In July 971 units were listed in Clark County and 669 units closed. Total inventory was 1262 units. So we had less than two months supply and that is still a seller's market. The trend is more expensive homes as the median sales price of $528,782 is eclipsed by the average sales price of $582,079
Median marketing time is sitting at a very comfortable 10 days with the average creeping up to 25 days both numbers are healthy. Interest rates definitely slowed things down as fewer people qualify at 5.5% than at 2.75%. Historically interest rates have averaged 6% over the last 50 plus years so we are still in a low interest rate cycle.

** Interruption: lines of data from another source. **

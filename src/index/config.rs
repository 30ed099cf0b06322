use crate::coord::BoundingBox;
use crate::error::DigipinError;
use crate::index::alphabet::Alphabet;
use crate::index::constants::{MAX_PRECISION_LEVEL, REGION_BOUNDS};
use serde::{Deserialize, Serialize};

/// Configuration for a [`GridCodec`](crate::GridCodec).
///
/// Every field has a default, so partial JSON documents are accepted.
///
/// # Example
/// ```
/// use digipin_rs::GridConfig;
///
/// let config = GridConfig::new().precision_level(6).validation(false);
/// assert_eq!(config.precision_level, 6);
///
/// let parsed = GridConfig::from_json(r#"{"precision_level": 8}"#).unwrap();
/// assert_eq!(parsed.precision_level, 8);
/// assert!(parsed.validation_enabled);
/// ```
#[derive(Debug, Clone, PartialEq, Serialize, Deserialize)]
#[serde(default)]
pub struct GridConfig {
    /// Reject out-of-region coordinates and malformed codes (default `true`).
    pub validation_enabled: bool,
    /// Number of subdivision levels, 1-10 (default 10).
    pub precision_level: u8,
    /// The encodable region.
    pub region: BoundingBox,
    /// Symbols for the 4x4 grid.
    pub alphabet: Alphabet,
}

impl Default for GridConfig {
    fn default() -> Self {
        Self {
            validation_enabled: true,
            precision_level: MAX_PRECISION_LEVEL,
            region: REGION_BOUNDS,
            alphabet: Alphabet::default(),
        }
    }
}

impl GridConfig {
    pub fn new() -> Self {
        Self::default()
    }

    pub fn validation(mut self, enabled: bool) -> Self {
        self.validation_enabled = enabled;
        self
    }

    pub fn precision_level(mut self, level: u8) -> Self {
        self.precision_level = level;
        self
    }

    pub fn region(mut self, region: BoundingBox) -> Self {
        self.region = region;
        self
    }

    pub fn alphabet(mut self, alphabet: Alphabet) -> Self {
        self.alphabet = alphabet;
        self
    }

    /// Checks the fields that cannot be enforced by their types.
    pub fn validate(&self) -> Result<(), DigipinError> {
        if self.precision_level == 0 || self.precision_level > MAX_PRECISION_LEVEL {
            return Err(DigipinError::InvalidPrecision(self.precision_level));
        }
        if self.region.width() <= 0.0 || self.region.height() <= 0.0 {
            return Err(DigipinError::InvalidBounds(format!(
                "region {} has zero area",
                self.region
            )));
        }
        Ok(())
    }

    /// Parses a configuration from JSON and validates it.
    pub fn from_json(json: &str) -> Result<Self, DigipinError> {
        let config: GridConfig =
            serde_json::from_str(json).map_err(|e| DigipinError::ConfigError(e.to_string()))?;
        config.validate()?;
        Ok(config)
    }

    pub fn to_json(&self) -> Result<String, DigipinError> {
        serde_json::to_string_pretty(self).map_err(|e| DigipinError::ConfigError(e.to_string()))
    }
}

Most of the apprehension is among younger people that have never seen home loan rates above 6% so this seems like high mortgage rates to them.

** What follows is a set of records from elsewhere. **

use crate::coord::Coordinate;
use serde::Serialize;

/// A non-fatal advisory attached to an operation's result.
#[derive(Debug, Clone, PartialEq, Serialize)]
pub enum Warning {
    /// The position is inside the region but within the boundary margin.
    NearBoundary { margin_degrees: f64 },
    /// A search radius (in cells) was reduced to the supported maximum.
    RadiusCapped { requested: u64, applied: u32 },
    /// The search center lies outside the region, so nothing was searched.
    OutsideRegion { coordinate: Coordinate },
    /// A metre radius is larger than any sensible search within the region.
    LargeRadius { meters: f64 },
}

impl std::fmt::Display for Warning {
    fn fmt(&self, f: &mut std::fmt::Formatter<'_>) -> std::fmt::Result {
        match self {
            Warning::NearBoundary { margin_degrees } => write!(
                f,
                "near region boundary ({:.4} degrees from the edge)",
                margin_degrees
            ),
            Warning::RadiusCapped { requested, applied } => {
                write!(f, "radius capped at {} cells (requested {})", applied, requested)
            }
            Warning::OutsideRegion { coordinate } => {
                write!(f, "search center {} is outside the region", coordinate)
            }
            Warning::LargeRadius { meters } => {
                write!(f, "radius of {:.0} m exceeds the region scale", meters)
            }
        }
    }
}

/// A value together with the warnings raised while producing it.
#[derive(Debug, Clone, PartialEq, Serialize)]
pub struct Annotated<T> {
    pub value: T,
    pub warnings: Vec<Warning>,
}

impl<T> Annotated<T> {
    pub fn new(value: T) -> Self {
        Self {
            value,
            warnings: Vec::new(),
        }
    }

    pub fn with_warnings(value: T, warnings: Vec<Warning>) -> Self {
        Self { value, warnings }
    }

    pub fn has_warnings(&self) -> bool {
        !self.warnings.is_empty()
    }

    pub fn into_inner(self) -> T {
        self.value
    }

    pub fn map<U>(self, f: impl FnOnce(T) -> U) -> Annotated<U> {
        Annotated {
            value: f(self.value),
            warnings: self.warnings,
        }
    }
}

#[cfg(test)]
mod tests {
    use super::*;

    #[test]
    fn test_annotated_map_keeps_warnings() {
        let annotated = Annotated::with_warnings(
            vec![1, 2, 3],
            vec![Warning::RadiusCapped {
                requested: 250,
                applied: 100,
            }],
        );
        let mapped = annotated.map(|v| v.len());

        assert_eq!(mapped.value, 3);
        assert!(mapped.has_warnings());
        assert_eq!(mapped.warnings[0].to_string(), "radius capped at 100 cells (requested 250)");
    }

    #[test]
    fn test_new_has_no_warnings() {
        let annotated = Annotated::new("value");
        assert!(!annotated.has_warnings());
        assert_eq!(annotated.into_inner(), "value");
    }
}
use crate::coord::BoundingBox;

/// Number of symbols in a full-precision code.
pub const CODE_LENGTH: usize = 10;

/// Rows (and columns) in each level's subdivision grid.
pub const GRID_DIMENSION: usize = 4;

/// Maximum precision level (one symbol per level).
pub const MAX_PRECISION_LEVEL: u8 = CODE_LENGTH as u8;

/// Default symbol grid, read row by row from the northwest corner:
///
/// ```text
/// F C 9 8
/// J 3 2 7
/// K 4 5 6
/// L M P T
/// ```
pub const DEFAULT_SYMBOLS: [char; 16] = [
    'F', 'C', '9', '8', 'J', '3', '2', '7', 'K', '4', '5', '6', 'L', 'M', 'P', 'T',
];

/// Encodable region: latitude 2.5..38.5, longitude 63.5..99.5 (India Post extent).
pub const REGION_BOUNDS: BoundingBox = BoundingBox::from_edges_unchecked(2.5, 38.5, 63.5, 99.5);

/// Separator used in formatted codes, stripped before decoding.
pub const SEPARATOR: char = '-';

/// Mean Earth radius used for haversine distances.
pub const EARTH_RADIUS_METERS: f64 = 6_371_000.0;

/// Upper bound on the search radius in cells, per direction.
pub const MAX_SEARCH_CELLS: u32 = 100;

/// Positions closer than this to the region edge get a boundary warning.
pub const BOUNDARY_MARGIN_DEGREES: f64 = 0.1;

/// Metre radii above this get an advisory warning.
pub const LARGE_RADIUS_METERS: f64 = 1_000_000.0;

As things settle in and rate stabilize, hopefully in the less than 6% range housing should continue to grow and sales should remain consistent at 600-800 homes a month in Clark County. Barring a serious spike in rates we are looking solid for the next 12-18 months but growth in prices should not be nearly as aggressive. I would expect appreciation rates to settle into a more anemic 2-3% annualized. This is also healthy although a tad lower than the historical average. We just came off some record levels of appreciation though so a slight slow down makes sense.

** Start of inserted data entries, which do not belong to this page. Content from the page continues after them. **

use crate::cell::PinCell;
use crate::coord::{BoundingBox, Coordinate, Position};
use crate::error::{DigipinError, FormatReason};
use crate::index::config::GridConfig;
use crate::index::constants::{CODE_LENGTH, GRID_DIMENSION, SEPARATOR};
use crate::search;
use crate::validate::{check_code, check_region};
use crate::warning::{Annotated, Warning};

const LAST_INDEX: i64 = GRID_DIMENSION as i64 - 1;

/// Working bounds of one subdivision step.
#[derive(Debug, Clone, Copy)]
struct Span {
    south: f64,
    north: f64,
    west: f64,
    east: f64,
}

impl Span {
    fn of(bounds: &BoundingBox) -> Self {
        Self {
            south: bounds.south(),
            north: bounds.north(),
            west: bounds.west(),
            east: bounds.east(),
        }
    }

    fn divisions(&self) -> (f64, f64) {
        let n = GRID_DIMENSION as f64;
        ((self.north - self.south) / n, (self.east - self.west) / n)
    }

    /// Grid position of the point in this span. Row 0 is the northern band.
    ///
    /// Out-of-span (and NaN) inputs clamp onto the nearest edge cell.
    fn locate(&self, lat: f64, lon: f64) -> (usize, usize) {
        let (lat_div, lon_div) = self.divisions();
        let row = LAST_INDEX - ((lat - self.south) / lat_div).floor() as i64;
        let col = ((lon - self.west) / lon_div).floor() as i64;
        (
            row.clamp(0, LAST_INDEX) as usize,
            col.clamp(0, LAST_INDEX) as usize,
        )
    }

    /// Shrinks the span to cell `(row, col)`.
    ///
    /// Encode and decode both go through here so a code always maps to
    /// bit-identical bounds.
    fn narrow(&self, row: usize, col: usize) -> Self {
        let (lat_div, lon_div) = self.divisions();
        let n = GRID_DIMENSION as f64;
        let west = self.west + lon_div * col as f64;
        Self {
            south: self.south + lat_div * (n - 1.0 - row as f64),
            north: self.south + lat_div * (n - row as f64),
            west,
            east: west + lon_div,
        }
    }

    fn to_bounds(self) -> BoundingBox {
        BoundingBox::from_edges_unchecked(self.south, self.north, self.west, self.east)
    }
}

/// Encodes coordinates to grid codes and decodes them back.
///
/// A codec is an immutable value; share it freely between threads.
///
/// # Example
/// ```
/// use digipin_rs::GridCodec;
///
/// # fn main() -> Result<(), digipin_rs::DigipinError> {
/// let codec = GridCodec::default();
/// let cell = codec.encode(28.622788, 77.213033)?;
/// assert_eq!(cell.code(), "39J49LL8T4");
///
/// let decoded = codec.decode("39J-49L-L8T4")?;
/// assert_eq!(decoded, cell);
/// # Ok(())
/// # }
/// ```
#[derive(Debug, Clone, Default, PartialEq)]
pub struct GridCodec {
    config: GridConfig,
}

impl GridCodec {
    /// Creates a codec, rejecting an invalid configuration.
    pub fn new(config: GridConfig) -> Result<Self, DigipinError> {
        config.validate()?;
        Ok(Self { config })
    }

    pub fn config(&self) -> &GridConfig {
        &self.config
    }

    pub fn region(&self) -> &BoundingBox {
        &self.config.region
    }

    pub fn precision_level(&self) -> u8 {
        self.config.precision_level
    }

    /// Encodes a latitude/longitude pair to the cell containing it.
    ///
    /// With validation disabled, coordinates outside the region are clamped
    /// onto the nearest edge cell instead of being rejected.
    ///
    /// # Errors
    ///
    /// - [`DigipinError::InvalidCoordinate`] - latitude/longitude outside the global range
    /// - [`DigipinError::OutOfBounds`] - coordinate outside the region
    pub fn encode(&self, latitude: f64, longitude: f64) -> Result<PinCell, DigipinError> {
        let (cell, warning) = self.encode_checked(latitude, longitude)?;
        if let Some(warning) = warning {
            log::debug!("encoding ({}, {}): {}", latitude, longitude, warning);
        }
        Ok(cell)
    }

    /// Like [`encode`](Self::encode), but returns advisory warnings with the cell.
    ///
    /// A coordinate within 0.1 degrees of the region edge carries
    /// [`Warning::NearBoundary`].
    ///
    /// # Example
    /// ```
    /// use digipin_rs::{GridCodec, Warning};
    ///
    /// # fn main() -> Result<(), digipin_rs::DigipinError> {
    /// let codec = GridCodec::default();
    /// let edge = codec.encode_annotated(20.0, 63.52)?;
    /// assert!(matches!(edge.warnings.as_slice(), [Warning::NearBoundary { .. }]));
    /// # Ok(())
    /// # }
    /// ```
    pub fn encode_annotated(
        &self,
        latitude: f64,
        longitude: f64,
    ) -> Result<Annotated<PinCell>, DigipinError> {
        let (cell, warning) = self.encode_checked(latitude, longitude)?;
        let warnings: Vec<Warning> = warning.into_iter().collect();
        for warning in &warnings {
            log::warn!("encoding ({}, {}) as {}: {}", latitude, longitude, cell, warning);
        }
        Ok(Annotated::with_warnings(cell, warnings))
    }

    fn encode_checked(
        &self,
        latitude: f64,
        longitude: f64,
    ) -> Result<(PinCell, Option<Warning>), DigipinError> {
        let warning = if self.config.validation_enabled {
            let coordinate = Coordinate::new(latitude, longitude)?;
            check_region(&coordinate, &self.config.region)?
        } else {
            None
        };
        Ok((self.subdivide(latitude, longitude), warning))
    }

    /// Encodes anything exposing a longitude/latitude.
    pub fn encode_position(&self, position: &impl Position) -> Result<PinCell, DigipinError> {
        self.encode(position.lat(), position.lon())
    }

    fn subdivide(&self, latitude: f64, longitude: f64) -> PinCell {
        let levels = self.config.precision_level as usize;
        let mut span = Span::of(&self.config.region);
        let mut code = String::with_capacity(levels);

        for _ in 0..levels {
            let (row, col) = span.locate(latitude, longitude);
            code.push(self.config.alphabet.symbol(row, col));
            span = span.narrow(row, col);
        }

        log::trace!("encoded ({}, {}) as {}", latitude, longitude, code);
        PinCell::new(code, span.to_bounds())
    }

    /// Decodes a code (separators allowed) to its cell.
    ///
    /// With validation disabled the length check is skipped and at most
    /// 10 symbols are read, but unknown symbols are still rejected.
    ///
    /// # Errors
    ///
    /// - [`DigipinError::InvalidFormat`] - wrong length or a symbol outside the alphabet
    pub fn decode(&self, code: &str) -> Result<PinCell, DigipinError> {
        let expected = self
            .config
            .validation_enabled
            .then_some(self.config.precision_level as usize);
        let positions = check_code(code, &self.config.alphabet, expected)?;

        if positions.is_empty() {
            return Err(DigipinError::InvalidFormat {
                code: code.to_string(),
                reason: FormatReason::WrongLength {
                    expected: self.config.precision_level as usize,
                    found: 0,
                },
            });
        }

        let mut span = Span::of(&self.config.region);
        let mut symbols = String::with_capacity(CODE_LENGTH);
        for &(row, col) in positions.iter().take(CODE_LENGTH) {
            symbols.push(self.config.alphabet.symbol(row, col));
            span = span.narrow(row, col);
        }

        Ok(PinCell::new(symbols, span.to_bounds()))
    }

    /// Returns `true` if `code` decodes under this codec.
    pub fn is_valid_code(&self, code: &str) -> bool {
        self.decode(code).is_ok()
    }

    /// Returns `true` if the position lies inside the encodable region.
    pub fn is_within_region(&self, position: &impl Position) -> bool {
        self.config.region.contains(position)
    }

    /// All cells within `radius` grid steps of `code`, excluding the cell itself.
    ///
    /// See [`search::neighbors`].
    pub fn neighbors(
        &self,
        code: &str,
        radius: i64,
    ) -> Result<Annotated<Vec<PinCell>>, DigipinError> {
        let cell = self.decode(code)?;
        search::neighbors(self, &cell, radius)
    }

    /// All cells whose centers lie within `radius_meters` of `center`.
    ///
    /// See [`search::find_in_radius`].
    pub fn find_codes_in_radius(
        &self,
        center: &impl Position,
        radius_meters: f64,
    ) -> Result<Annotated<Vec<PinCell>>, DigipinError> {
        search::find_in_radius(self, center, radius_meters)
    }
}

/// Formats a code for display, inserting separators after symbols 3 and 6.
///
/// Existing separators are ignored; shorter codes get only the separators
/// that fit.
///
/// # Example
/// ```
/// use digipin_rs::format_code;
///
/// assert_eq!(format_code("39J49LL8T4"), "39J-49L-L8T4");
/// assert_eq!(format_code("39J4"), "39J-4");
/// ```
pub fn format_code(code: &str) -> String {
    let mut formatted = String::with_capacity(code.len() + 2);
    for (i, c) in code.chars().filter(|&c| c != SEPARATOR).enumerate() {
        if i == 3 || i == 6 {
            formatted.push(SEPARATOR);
        }
        formatted.push(c);
    }
    formatted
}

Locally we may continue to see a rise in pricing at this slower rate but neighboring Portland could see a slight pricing slowdown as they are seeing a bit of an exodus out of the city. Portland pricing will either be flat or maybe see slight rise in values. They are sitting on just a little bit more inventory than Clark County with 2.3 months to our 1.9 months. Portland is also seeing strong activity over the median with an average sales price of $630,211 versus a much lower median price of $558,500. This large disparity between average and median can sometimes mask softening markets. The median price will continue to move up if the bulk of sales are in the high end but entry level prices could be flat or even dipping when the median is rising. That does not seem to be the case right now in either Portland or Vancouver/Clark County but it is something I am keeping a keen eye on.
The middle of the market is usually driven by the bottom as entry level homeowners take equity from their first house and make a move to the middle. The classic scenario selling a small 1250 SF 3 bed 2 bath starter house that the seller paid $300,000 for three years ago and now sells for $450,000. They take that nice chunk of equity and move into a $600,000 4 bedroom home with twice the space and their payment is only a little higher than it was before. A sharp increase in interest rates has made that classic scenario a little more challenging, but the numbers show the market is currently overcoming that challenge. A similar scenario plays out when the middle takes equity and moves to the high end of the market. Move up activity can significantly raise the local media even when actual prices are going down. Again, the number are not showing a dip in overall values, but they are masking the real appreciation which is likely in the low single digits when annualized.